Apprendiamo alcune indiscrezioni relative al Freedom of Information Act, la cui bozza è stata presentata al Consiglio dei Ministri.
Un atto sicuramente positivo, all'insegna della trasparenza e di un rapporto più diretto e limpido con i cittadini. Si dà, infatti, l'accesso a chiunque ai dati riguardanti la Pubblica Amministrazione.
Sarebbe tutto estremamente apprezzabile se non fosse che, dalle prime indiscrezioni su tale bozza, emergono indicazioni ampiamente deludenti.
Innanzitutto, a quanto pare, la norma affiancherà le normative precedenti, ma senza mettere ordine nell'intricato quadro esistente.
Ma l'elemento che desta grande preoccupazione è la discrezionalità: dovrebbe essere un funzionario dello Stato, infatti, a decidere quando accogliere e rigettare le richieste di accesso ai dati.
Inoltre, una grave limitazione di tale normativa è il fiorire delle cosiddette eccezioni, di quelle informazioni che non possono essere richieste, senza che tra l'altro l'amministrazione abbia l'obbligo di giustificare il perché del mancato accesso ai dati.

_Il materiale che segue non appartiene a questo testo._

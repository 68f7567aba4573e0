//! Hyperparameter search grids

use serde::{Deserialize, Serialize};
use std::collections::BTreeMap;
use std::fmt;

/// A single hyperparameter value.
#[derive(Debug, Clone, PartialEq, Serialize, Deserialize)]
pub enum ParamValue {
    Int(i64),
    Float(f64),
    Str(String),
}

impl ParamValue {
    pub fn as_f64(&self) -> Option<f64> {
        match self {
            ParamValue::Float(v) => Some(*v),
            ParamValue::Int(v) => Some(*v as f64),
            ParamValue::Str(_) => None,
        }
    }

    pub fn as_usize(&self) -> Option<usize> {
        match self {
            ParamValue::Int(v) if *v >= 0 => Some(*v as usize),
            _ => None,
        }
    }

    pub fn as_str(&self) -> Option<&str> {
        match self {
            ParamValue::Str(s) => Some(s),
            _ => None,
        }
    }
}

impl fmt::Display for ParamValue {
    fn fmt(&self, f: &mut fmt::Formatter<'_>) -> fmt::Result {
        match self {
            ParamValue::Int(v) => write!(f, "{v}"),
            ParamValue::Float(v) => write!(f, "{v}"),
            ParamValue::Str(v) => write!(f, "{v}"),
        }
    }
}

/// One concrete parameter combination, name to value.
pub type ParamSet = BTreeMap<String, ParamValue>;

/// An enumerated hyperparameter search space for one model.
///
/// Entries keep their insertion order so the expansion order, and with it
/// the search's tie-break on equal CV scores, is deterministic.
#[derive(Debug, Clone, Default, Serialize, Deserialize)]
pub struct ParamGrid {
    entries: Vec<(String, Vec<ParamValue>)>,
}

impl ParamGrid {
    /// An empty grid; expands to a single empty parameter set.
    pub fn new() -> Self {
        Self::default()
    }

    pub fn with(mut self, name: impl Into<String>, values: Vec<ParamValue>) -> Self {
        self.entries.push((name.into(), values));
        self
    }

    pub fn is_empty(&self) -> bool {
        self.entries.is_empty()
    }

    /// Exhaustive cartesian product of all entries.
    pub fn expand(&self) -> Vec<ParamSet> {
        let mut sets: Vec<ParamSet> = vec![ParamSet::new()];

        for (name, values) in &self.entries {
            let mut next = Vec::with_capacity(sets.len() * values.len());
            for set in &sets {
                for value in values {
                    let mut expanded = set.clone();
                    expanded.insert(name.clone(), value.clone());
                    next.push(expanded);
                }
            }
            sets = next;
        }

        sets
    }
}

/// Shorthand constructors used by the registry.
pub fn ints(values: &[i64]) -> Vec<ParamValue> {
    values.iter().map(|&v| ParamValue::Int(v)).collect()
}

pub fn floats(values: &[f64]) -> Vec<ParamValue> {
    values.iter().map(|&v| ParamValue::Float(v)).collect()
}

Una mancata risposta per 30 giorni equivale a un diniego, creando ancora più confusione tra inefficienza, ritardi e mancata trasparenza.
L'assurdità raggiunge il suo culmine se si pensa che, l'unico modo che il cittadino ha per difendersi è ricorrere alla giustizia amministrativa (TAR), con spese notevoli a suo carico.
È evidente che, alla luce di tutte queste carenze, il FOIA si prefigura come la solita "pubblicità ingannevole", dove si annunciano grandi progressi e enormi vantaggi per i cittadini, ma concretamente non cambia nulla, anzi peggiora.
Ecco perché chiediamo di ragionare meglio e riformulare la norma affinché possa rappresentare un vero passo avanti per il nostro Paese, che attualmente risulta al 97° su 103 paesi nel ranking internazionale di accesso all’informazione e, secondo l’ultimo rapporto di Transparency International, penultimo in Europa e 61° nel mondo per lotta alla corruzione.